マイグレーション時は PgBouncer を使わないようにするの、うっかり忘れちゃいそうだな。手作業ならエラー出たら書き換えれば済む話だけど、CI/CD 周りでURL差し替えるのちょっと面倒そう?
CI/CD 周り
いや本番環境の環境変数だけ接続URLを PgBouncer 用にすれば済む話か。マイグレーション自体はその前に済ませてるんだから。
supabase と Prisma
最後に、supabase 側にも PgBouncer と Prisma のインテグレーションに関するドキュメントがあるのでそこに目を通す。
こっちは日本語訳があるのでメモ程度で済ませる。
サーバーレス環境(AWS Lambda、Vercel、Netlify FunctionsにホストされているNode.js関数など)で作業している場合は、コネクションプーリングを設定する必要があります
断言なんだ。まぁすべてデフォルト設定で考えると Prisma 側はプールを生成するから、1リクエストで多数のコネクションを張りに行ってすぐに枯渇するからそれはそう…?

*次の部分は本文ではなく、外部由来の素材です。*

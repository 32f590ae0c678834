//! Transport helpers shared by the REST back-ends.

use reqwest::{Client, Response};
use serde::de::DeserializeOwned;
use sfumato_error::{VisionError, VisionErrorKind};
use std::time::Duration;
use tracing::error;

/// Build an HTTP client with a whole-request timeout.
pub(crate) fn build_client(timeout: Duration) -> Result<Client, VisionError> {
    Client::builder().timeout(timeout).build().map_err(|e| {
        error!(error = ?e, "Failed to build HTTP client");
        VisionError::new(VisionErrorKind::ClientCreation(e.to_string()))
    })
}

/// Read a provider credential from `var`.
pub(crate) fn api_key_from_env(var: &str) -> Result<String, VisionError> {
    non_blank_key(var, std::env::var(var).ok())
}

/// An unset, empty or whitespace-only key counts as missing.
fn non_blank_key(var: &str, value: Option<String>) -> Result<String, VisionError> {
    match value {
        Some(key) if !key.trim().is_empty() => Ok(key.trim().to_string()),
        _ => Err(VisionError::new(VisionErrorKind::MissingApiKey(var.to_string()))),
    }
}

/// Classify a transport failure.
pub(crate) fn request_error(e: reqwest::Error, timeout: Duration) -> VisionError {
    if e.is_timeout() {
        error!(timeout_secs = timeout.as_secs(), "Vision API request timed out");
        VisionError::new(VisionErrorKind::Timeout(timeout.as_secs()))
    } else {
        error!(error = ?e, "Failed to send request to vision API");
        VisionError::new(VisionErrorKind::Request(e.to_string()))
    }
}

/// Check the status and decode the body of a provider response.
pub(crate) async fn read_json<T: DeserializeOwned>(
    response: Response,
    provider: &'static str,
) -> Result<T, VisionError> {
    let status = response.status();
    if !status.is_success() {
        let body = response.text().await.unwrap_or_default();
        error!(provider, status = %status, body = %body, "Vision API returned error");
        return Err(VisionError::new(VisionErrorKind::Http {
            status_code: status.as_u16(),
            message: body,
        }));
    }

    response.json::<T>().await.map_err(|e| {
        error!(provider, error = ?e, "Failed to parse vision response");
        VisionError::new(VisionErrorKind::Parse(e.to_string()))
    })
}

#[cfg(test)]
mod tests {
    use super::*;

    #[test]
    fn blank_keys_count_as_missing() {
        for value in [None, Some(String::new()), Some("  \t".to_string())] {
            let err = non_blank_key("OPENAI_API_KEY", value).unwrap_err();
            assert_eq!(
                err.kind,
                VisionErrorKind::MissingApiKey("OPENAI_API_KEY".to_string())
            );
        }
    }

    #[test]
    fn keys_are_trimmed() {
        let key = non_blank_key("GEMINI_API_KEY", Some(" abc123\n".to_string())).unwrap();
        assert_eq!(key, "abc123");
    }
}
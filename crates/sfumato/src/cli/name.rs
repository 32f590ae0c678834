//! Filename preview command handler.

use sfumato::filename::synthesize;

/// Print the filename `keyword` and `description` produce.
pub fn print_name(keyword: &str, description: &str, ext: &str) {
    println!("{}", synthesize(keyword, description, ext.trim_start_matches('.')));
}
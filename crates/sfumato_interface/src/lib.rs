//! Capability traits for the Sfumato image asset pipeline.
//!
//! The pipeline depends on two external capabilities, both expressed here as
//! traits so that back-ends can be swapped and faked in tests:
//!
//! - [`Codec`] re-encodes an image buffer under an [`EncodingProfile`](sfumato_core::EncodingProfile).
//! - [`VisionDriver`] turns an inline image into a short text description.

mod traits;
mod types;

pub use traits::{Codec, VisionDriver};
pub use types::{ImageDetail, VisionRequest, VisionRequestBuilder};
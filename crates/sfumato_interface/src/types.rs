//! Request types shared by vision back-ends.

use derive_builder::Builder;
use derive_getters::Getters;
use serde::{Deserialize, Serialize};

/// Resolution hint passed to the vision model.
#[derive(
    Debug,
    Clone,
    Copy,
    Default,
    PartialEq,
    Eq,
    Hash,
    Serialize,
    Deserialize,
    strum::Display,
    strum::EnumString,
)]
#[serde(rename_all = "lowercase")]
#[strum(serialize_all = "lowercase")]
pub enum ImageDetail {
    /// Downsampled, cheapest option
    #[default]
    Low,
    /// Full resolution tiles
    High,
    /// Let the provider decide
    Auto,
}

/// A single describe-this-image request.
///
/// The image always travels inline; back-ends never receive a URL.
///
/// # Examples
///
/// ```
/// use sfumato_interface::{ImageDetail, VisionRequest};
///
/// let request = VisionRequest::builder()
///     .image(vec![0x89, b'P', b'N', b'G'])
///     .mime_type("image/png")
///     .prompt("Describe this image.")
///     .max_tokens(60u32)
///     .build()
///     .unwrap();
/// assert_eq!(*request.detail(), ImageDetail::Low);
/// ```
#[derive(Clone, PartialEq, Eq, Builder, Getters)]
#[builder(setter(into))]
pub struct VisionRequest {
    /// Encoded image bytes
    image: Vec<u8>,
    /// MIME type of `image`
    mime_type: String,
    /// Instruction text sent alongside the image
    prompt: String,
    /// Resolution hint
    #[builder(default)]
    detail: ImageDetail,
    /// Upper bound on generated tokens
    max_tokens: u32,
}

impl VisionRequest {
    /// Creates a new builder for `VisionRequest`.
    pub fn builder() -> VisionRequestBuilder {
        VisionRequestBuilder::default()
    }
}

impl std::fmt::Debug for VisionRequest {
    fn fmt(&self, f: &mut std::fmt::Formatter<'_>) -> std::fmt::Result {
        f.debug_struct("VisionRequest")
            .field("image_len", &self.image.len())
            .field("mime_type", &self.mime_type)
            .field("detail", &self.detail)
            .field("max_tokens", &self.max_tokens)
            .finish_non_exhaustive()
    }
}

#[cfg(test)]
mod tests {
    use super::*;
    use std::str::FromStr;

    #[test]
    fn detail_parses_lowercase() {
        assert_eq!(ImageDetail::from_str("low").unwrap(), ImageDetail::Low);
        assert_eq!(ImageDetail::from_str("auto").unwrap(), ImageDetail::Auto);
        assert_eq!(ImageDetail::High.to_string(), "high");
    }

    #[test]
    fn builder_requires_image() {
        let result = VisionRequest::builder()
            .mime_type("image/jpeg")
            .prompt("p")
            .max_tokens(10u32)
            .build();
        assert!(result.is_err());
    }
}
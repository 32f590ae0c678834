//! Native encoders for the Sfumato image asset pipeline.
//!
//! [`NativeCodec`] implements [`Codec`](sfumato_interface::Codec):
//!
//! - JPEG sources are decoded with `image` and re-compressed with mozjpeg
//!   (progressive, optimized Huffman coding).
//! - PNG sources are losslessly recompressed with oxipng.
//!
//! ```no_run
//! use sfumato_codec::NativeCodec;
//! use sfumato_core::ImageFormat;
//! use sfumato_interface::Codec;
//!
//! # fn main() -> Result<(), Box<dyn std::error::Error>> {
//! let bytes = std::fs::read("photo.png")?;
//! let encoded = NativeCodec::default().encode(&bytes, &ImageFormat::Png.profile())?;
//! println!("{} -> {} bytes", bytes.len(), encoded.len());
//! # Ok(())
//! # }
//! ```

#![forbid(unsafe_code)]
#![warn(missing_docs)]

mod jpeg;
mod native;
mod png;

pub use native::{NativeCodec, NativeCodecBuilder};
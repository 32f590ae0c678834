//! JPEG re-compression through mozjpeg.

use sfumato_core::JpegProfile;
use sfumato_error::{CompressionError, CompressionErrorKind};
use std::panic::{AssertUnwindSafe, catch_unwind};
use tracing::{debug, error};

/// Decode `buffer` and re-encode it as JPEG under `profile`.
///
/// Any decodable raster is accepted; alpha is dropped by converting to RGB8.
pub(crate) fn encode(buffer: &[u8], profile: &JpegProfile) -> Result<Vec<u8>, CompressionError> {
    let decoded = image::load_from_memory(buffer).map_err(|e| {
        error!(error = %e, "Failed to decode JPEG source");
        CompressionError::new(CompressionErrorKind::Decode(e.to_string()))
    })?;
    let rgb = decoded.to_rgb8();
    let (width, height) = rgb.dimensions();
    debug!(width, height, quality = profile.quality, "Compressing JPEG");

    // mozjpeg reports libjpeg errors by unwinding
    let outcome = catch_unwind(AssertUnwindSafe(|| {
        compress(rgb.as_raw(), width as usize, height as usize, profile)
    }));

    match outcome {
        Ok(Ok(bytes)) => Ok(bytes),
        Ok(Err(e)) => {
            error!(error = %e, "mozjpeg rejected pixel data");
            Err(CompressionError::new(CompressionErrorKind::Encode(
                e.to_string(),
            )))
        }
        Err(payload) => {
            let message = panic_message(payload.as_ref());
            error!(message = %message, "mozjpeg aborted");
            Err(CompressionError::new(CompressionErrorKind::Panicked(message)))
        }
    }
}

fn compress(
    pixels: &[u8],
    width: usize,
    height: usize,
    profile: &JpegProfile,
) -> std::io::Result<Vec<u8>> {
    let mut compress = mozjpeg::Compress::new(mozjpeg::ColorSpace::JCS_RGB);
    compress.set_size(width, height);
    compress.set_quality(f32::from(profile.quality));
    if profile.progressive {
        compress.set_progressive_mode();
    }
    compress.set_optimize_coding(profile.perceptual);
    compress.set_optimize_scans(profile.perceptual && profile.progressive);

    let mut started = compress.start_compress(Vec::new())?;
    started.write_scanlines(pixels)?;
    started.finish()
}

fn panic_message(payload: &(dyn std::any::Any + Send)) -> String {
    if let Some(text) = payload.downcast_ref::<&str>() {
        (*text).to_string()
    } else if let Some(text) = payload.downcast_ref::<String>() {
        text.clone()
    } else {
        "unknown encoder failure".to_string()
    }
}

#[cfg(test)]
mod tests {
    use super::*;

    #[test]
    fn panic_message_reads_string_payloads() {
        let payload: Box<dyn std::any::Any + Send> = Box::new("Bogus marker length");
        assert_eq!(panic_message(payload.as_ref()), "Bogus marker length");

        let payload: Box<dyn std::any::Any + Send> = Box::new(String::from("Corrupt JPEG"));
        assert_eq!(panic_message(payload.as_ref()), "Corrupt JPEG");

        let payload: Box<dyn std::any::Any + Send> = Box::new(42u8);
        assert_eq!(panic_message(payload.as_ref()), "unknown encoder failure");
    }

    #[test]
    fn garbage_input_is_a_decode_error() {
        let err = encode(b"definitely not a jpeg", &JpegProfile::default()).unwrap_err();
        assert!(matches!(err.kind(), CompressionErrorKind::Decode(_)));
    }
}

Supabaseは、PgBouncerを使用して接続管理をサポートしており、デフォルトで有効になっています。
あぁ、別に PostgreSQL が PgBouncer の仕組みを持ってるわけじゃなくて、PgBouncer っていう別のツールがあって、 supabase はそれと PostgreSQL を繋いでくれる機能があるよってことか。
マイグレーションを実行する際には、プールされていない接続URL(ステップ4で使用したようなもの)を使用する必要があります。
こっちにも書いてあった。
同時接続数を最小限にするため、connection_limitを1に設定することも推奨されます。
Prisma 側ではコネクションプールを作らずに、PgBouncer に寄せるのね。
このページに本来知りたいこと全部書いてあったわ。
まぁ周辺の知識をキャッチアップできて、最後に答え合わせできたと考えると良い形かな。